# DATA EXCERPTS:

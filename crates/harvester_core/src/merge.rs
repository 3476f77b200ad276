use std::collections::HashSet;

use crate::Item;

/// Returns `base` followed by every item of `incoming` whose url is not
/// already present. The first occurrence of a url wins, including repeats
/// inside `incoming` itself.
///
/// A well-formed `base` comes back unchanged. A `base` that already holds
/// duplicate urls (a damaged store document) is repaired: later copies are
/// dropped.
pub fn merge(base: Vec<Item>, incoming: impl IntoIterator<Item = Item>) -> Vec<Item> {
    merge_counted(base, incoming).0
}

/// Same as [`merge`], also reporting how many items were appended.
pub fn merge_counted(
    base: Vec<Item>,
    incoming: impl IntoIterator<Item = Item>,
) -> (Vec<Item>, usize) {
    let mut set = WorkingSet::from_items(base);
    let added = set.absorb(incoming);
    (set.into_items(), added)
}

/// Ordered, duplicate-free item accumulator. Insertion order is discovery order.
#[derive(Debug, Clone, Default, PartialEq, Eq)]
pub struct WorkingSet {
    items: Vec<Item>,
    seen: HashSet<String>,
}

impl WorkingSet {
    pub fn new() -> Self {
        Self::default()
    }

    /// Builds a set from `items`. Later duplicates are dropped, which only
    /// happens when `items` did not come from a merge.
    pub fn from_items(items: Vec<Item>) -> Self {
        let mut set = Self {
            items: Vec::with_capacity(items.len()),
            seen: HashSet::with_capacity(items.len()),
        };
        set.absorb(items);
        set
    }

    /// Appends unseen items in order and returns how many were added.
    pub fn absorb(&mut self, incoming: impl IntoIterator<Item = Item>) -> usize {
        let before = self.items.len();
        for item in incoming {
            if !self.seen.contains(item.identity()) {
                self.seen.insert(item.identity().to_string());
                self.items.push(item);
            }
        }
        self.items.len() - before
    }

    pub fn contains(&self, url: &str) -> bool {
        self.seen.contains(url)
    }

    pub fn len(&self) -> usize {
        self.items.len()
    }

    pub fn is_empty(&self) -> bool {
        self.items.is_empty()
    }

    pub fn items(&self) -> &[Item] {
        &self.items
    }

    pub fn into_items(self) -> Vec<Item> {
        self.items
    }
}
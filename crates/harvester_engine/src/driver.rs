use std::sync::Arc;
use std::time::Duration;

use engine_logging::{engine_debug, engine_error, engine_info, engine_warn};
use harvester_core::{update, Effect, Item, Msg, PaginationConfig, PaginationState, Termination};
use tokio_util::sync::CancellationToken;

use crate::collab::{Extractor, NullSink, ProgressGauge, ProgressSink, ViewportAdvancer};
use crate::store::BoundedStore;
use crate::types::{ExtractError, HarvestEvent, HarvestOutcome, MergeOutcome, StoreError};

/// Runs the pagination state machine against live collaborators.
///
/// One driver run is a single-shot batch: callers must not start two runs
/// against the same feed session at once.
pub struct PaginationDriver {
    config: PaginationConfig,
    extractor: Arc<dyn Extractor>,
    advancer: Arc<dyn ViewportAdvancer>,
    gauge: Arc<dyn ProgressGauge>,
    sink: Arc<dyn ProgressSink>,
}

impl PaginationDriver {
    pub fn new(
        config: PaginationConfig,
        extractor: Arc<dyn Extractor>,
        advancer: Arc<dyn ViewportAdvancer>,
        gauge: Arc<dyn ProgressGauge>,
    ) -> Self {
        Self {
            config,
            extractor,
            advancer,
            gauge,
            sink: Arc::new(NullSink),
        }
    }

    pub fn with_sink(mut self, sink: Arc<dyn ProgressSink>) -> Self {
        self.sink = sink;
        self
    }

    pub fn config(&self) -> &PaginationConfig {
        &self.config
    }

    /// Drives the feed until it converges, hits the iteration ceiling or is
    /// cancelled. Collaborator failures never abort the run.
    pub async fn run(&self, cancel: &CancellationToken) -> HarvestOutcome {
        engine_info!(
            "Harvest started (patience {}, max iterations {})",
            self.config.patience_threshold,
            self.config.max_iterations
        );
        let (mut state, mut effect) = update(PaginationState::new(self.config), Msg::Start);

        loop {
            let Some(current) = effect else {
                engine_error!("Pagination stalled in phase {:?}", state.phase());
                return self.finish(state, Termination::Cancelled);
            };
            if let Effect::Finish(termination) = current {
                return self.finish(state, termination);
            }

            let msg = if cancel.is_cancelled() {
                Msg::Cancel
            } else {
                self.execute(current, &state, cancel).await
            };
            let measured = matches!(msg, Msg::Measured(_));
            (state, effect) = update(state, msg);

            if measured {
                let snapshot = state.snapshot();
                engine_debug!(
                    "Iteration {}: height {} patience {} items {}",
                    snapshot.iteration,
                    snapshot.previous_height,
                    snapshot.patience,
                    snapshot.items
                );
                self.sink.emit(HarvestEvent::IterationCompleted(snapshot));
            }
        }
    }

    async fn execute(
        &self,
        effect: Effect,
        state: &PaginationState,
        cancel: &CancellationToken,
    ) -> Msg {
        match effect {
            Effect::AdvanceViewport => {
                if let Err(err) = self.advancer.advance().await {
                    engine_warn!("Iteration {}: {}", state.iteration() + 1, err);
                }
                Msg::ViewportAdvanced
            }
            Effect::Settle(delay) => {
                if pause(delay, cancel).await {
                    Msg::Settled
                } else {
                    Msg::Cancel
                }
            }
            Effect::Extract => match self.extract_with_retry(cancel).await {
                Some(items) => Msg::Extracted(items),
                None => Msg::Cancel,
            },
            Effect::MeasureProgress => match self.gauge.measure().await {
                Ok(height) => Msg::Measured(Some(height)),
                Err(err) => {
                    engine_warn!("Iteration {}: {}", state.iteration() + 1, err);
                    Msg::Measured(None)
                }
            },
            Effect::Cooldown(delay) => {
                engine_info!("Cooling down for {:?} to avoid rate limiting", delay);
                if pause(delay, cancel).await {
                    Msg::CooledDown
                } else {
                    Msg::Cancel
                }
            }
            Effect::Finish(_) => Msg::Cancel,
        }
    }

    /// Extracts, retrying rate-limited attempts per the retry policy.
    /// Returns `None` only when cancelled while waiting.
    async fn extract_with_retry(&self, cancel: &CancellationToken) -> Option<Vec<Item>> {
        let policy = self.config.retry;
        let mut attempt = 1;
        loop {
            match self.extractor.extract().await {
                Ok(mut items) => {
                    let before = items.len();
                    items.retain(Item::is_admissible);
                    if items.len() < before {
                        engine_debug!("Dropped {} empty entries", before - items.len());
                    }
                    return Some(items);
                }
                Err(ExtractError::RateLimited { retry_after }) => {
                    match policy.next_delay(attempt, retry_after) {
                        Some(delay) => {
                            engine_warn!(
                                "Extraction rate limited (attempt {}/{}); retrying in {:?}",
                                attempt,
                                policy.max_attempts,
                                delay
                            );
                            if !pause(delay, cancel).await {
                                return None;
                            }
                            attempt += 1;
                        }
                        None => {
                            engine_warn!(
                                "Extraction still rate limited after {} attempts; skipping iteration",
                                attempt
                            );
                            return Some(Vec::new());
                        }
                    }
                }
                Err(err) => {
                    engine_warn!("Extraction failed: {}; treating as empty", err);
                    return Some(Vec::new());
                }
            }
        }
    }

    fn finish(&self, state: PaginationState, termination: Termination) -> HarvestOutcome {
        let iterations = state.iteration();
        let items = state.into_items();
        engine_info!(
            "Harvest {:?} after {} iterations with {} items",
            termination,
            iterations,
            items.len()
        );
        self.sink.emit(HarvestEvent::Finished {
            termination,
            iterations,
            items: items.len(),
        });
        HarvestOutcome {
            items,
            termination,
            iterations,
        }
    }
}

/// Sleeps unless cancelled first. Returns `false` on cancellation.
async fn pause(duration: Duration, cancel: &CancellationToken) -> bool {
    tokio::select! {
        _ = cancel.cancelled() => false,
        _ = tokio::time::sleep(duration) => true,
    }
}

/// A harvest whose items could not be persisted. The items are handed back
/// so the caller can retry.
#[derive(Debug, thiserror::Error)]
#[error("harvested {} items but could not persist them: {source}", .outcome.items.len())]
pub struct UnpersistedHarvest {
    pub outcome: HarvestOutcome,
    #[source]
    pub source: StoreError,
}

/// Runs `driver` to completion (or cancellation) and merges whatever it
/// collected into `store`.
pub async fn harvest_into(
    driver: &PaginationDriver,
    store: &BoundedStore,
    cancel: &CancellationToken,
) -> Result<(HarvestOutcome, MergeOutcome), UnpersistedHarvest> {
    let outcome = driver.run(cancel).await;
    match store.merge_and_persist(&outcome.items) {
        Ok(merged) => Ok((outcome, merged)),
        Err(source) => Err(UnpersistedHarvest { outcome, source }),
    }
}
...
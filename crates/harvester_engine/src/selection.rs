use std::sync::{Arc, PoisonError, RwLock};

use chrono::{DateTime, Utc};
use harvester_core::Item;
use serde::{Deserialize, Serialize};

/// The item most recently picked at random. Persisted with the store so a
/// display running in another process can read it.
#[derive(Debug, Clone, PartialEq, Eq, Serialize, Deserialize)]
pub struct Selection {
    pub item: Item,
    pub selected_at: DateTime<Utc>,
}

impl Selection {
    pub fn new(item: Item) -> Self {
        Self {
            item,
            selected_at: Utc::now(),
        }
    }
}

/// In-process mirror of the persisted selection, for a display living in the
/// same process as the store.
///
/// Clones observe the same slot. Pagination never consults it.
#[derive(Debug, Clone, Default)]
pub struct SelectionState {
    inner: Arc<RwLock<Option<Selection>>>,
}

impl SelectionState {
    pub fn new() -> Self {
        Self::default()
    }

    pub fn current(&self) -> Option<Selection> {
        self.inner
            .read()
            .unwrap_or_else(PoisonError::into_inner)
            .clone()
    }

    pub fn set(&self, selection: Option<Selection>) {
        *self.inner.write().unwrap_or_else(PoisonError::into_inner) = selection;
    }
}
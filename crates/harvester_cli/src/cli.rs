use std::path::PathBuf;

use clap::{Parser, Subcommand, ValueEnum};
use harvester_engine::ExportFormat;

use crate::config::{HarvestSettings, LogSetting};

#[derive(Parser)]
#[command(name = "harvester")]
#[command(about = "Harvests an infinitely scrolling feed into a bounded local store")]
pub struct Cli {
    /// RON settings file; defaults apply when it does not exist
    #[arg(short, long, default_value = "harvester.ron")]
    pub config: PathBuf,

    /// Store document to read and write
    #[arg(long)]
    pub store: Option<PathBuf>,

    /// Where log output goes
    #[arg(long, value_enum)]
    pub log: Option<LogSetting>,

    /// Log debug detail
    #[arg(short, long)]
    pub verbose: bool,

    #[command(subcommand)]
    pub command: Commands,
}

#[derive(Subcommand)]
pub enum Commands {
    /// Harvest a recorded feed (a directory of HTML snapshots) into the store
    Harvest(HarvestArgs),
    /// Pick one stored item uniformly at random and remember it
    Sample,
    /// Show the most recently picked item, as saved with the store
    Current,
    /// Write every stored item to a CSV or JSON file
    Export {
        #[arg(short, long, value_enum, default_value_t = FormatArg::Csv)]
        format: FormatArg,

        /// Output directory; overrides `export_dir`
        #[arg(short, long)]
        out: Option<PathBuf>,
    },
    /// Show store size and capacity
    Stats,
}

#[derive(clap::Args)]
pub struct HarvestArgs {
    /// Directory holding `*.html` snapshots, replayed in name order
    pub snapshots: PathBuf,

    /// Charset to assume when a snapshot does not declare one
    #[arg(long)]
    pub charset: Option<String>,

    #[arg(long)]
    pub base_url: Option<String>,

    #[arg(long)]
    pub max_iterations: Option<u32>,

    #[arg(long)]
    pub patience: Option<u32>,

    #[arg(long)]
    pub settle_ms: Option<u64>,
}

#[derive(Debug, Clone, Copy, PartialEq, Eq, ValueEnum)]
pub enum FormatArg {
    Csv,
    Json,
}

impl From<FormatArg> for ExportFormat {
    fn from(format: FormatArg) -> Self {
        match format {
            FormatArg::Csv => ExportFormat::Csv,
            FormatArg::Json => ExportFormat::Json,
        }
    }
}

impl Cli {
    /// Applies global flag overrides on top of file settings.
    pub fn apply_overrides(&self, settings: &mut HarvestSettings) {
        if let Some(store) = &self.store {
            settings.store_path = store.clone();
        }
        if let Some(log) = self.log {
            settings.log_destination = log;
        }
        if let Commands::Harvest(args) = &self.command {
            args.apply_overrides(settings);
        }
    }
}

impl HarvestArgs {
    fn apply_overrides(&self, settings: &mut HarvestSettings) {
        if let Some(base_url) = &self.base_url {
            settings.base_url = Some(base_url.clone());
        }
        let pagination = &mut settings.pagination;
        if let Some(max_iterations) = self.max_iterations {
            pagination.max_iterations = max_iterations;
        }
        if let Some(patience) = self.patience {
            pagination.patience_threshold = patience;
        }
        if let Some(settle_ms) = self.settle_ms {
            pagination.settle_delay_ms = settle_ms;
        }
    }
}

# WORK REQUIRED:
For this exercise, output exactly the lines above from the line with "let (mut state, mut" to the line with "(state, effect) = update(state, msg);", counting both, and leave out the rest.

# TASK ANSWER:
        let (mut state, mut effect) = update(PaginationState::new(self.config), Msg::Start);

        loop {
            let Some(current) = effect else {
                engine_error!("Pagination stalled in phase {:?}", state.phase());
                return self.finish(state, Termination::Cancelled);
            };
            if let Effect::Finish(termination) = current {
                return self.finish(state, termination);
            }

            let msg = if cancel.is_cancelled() {
                Msg::Cancel
            } else {
                self.execute(current, &state, cancel).await
            };
            let measured = matches!(msg, Msg::Measured(_));
            (state, effect) = update(state, msg);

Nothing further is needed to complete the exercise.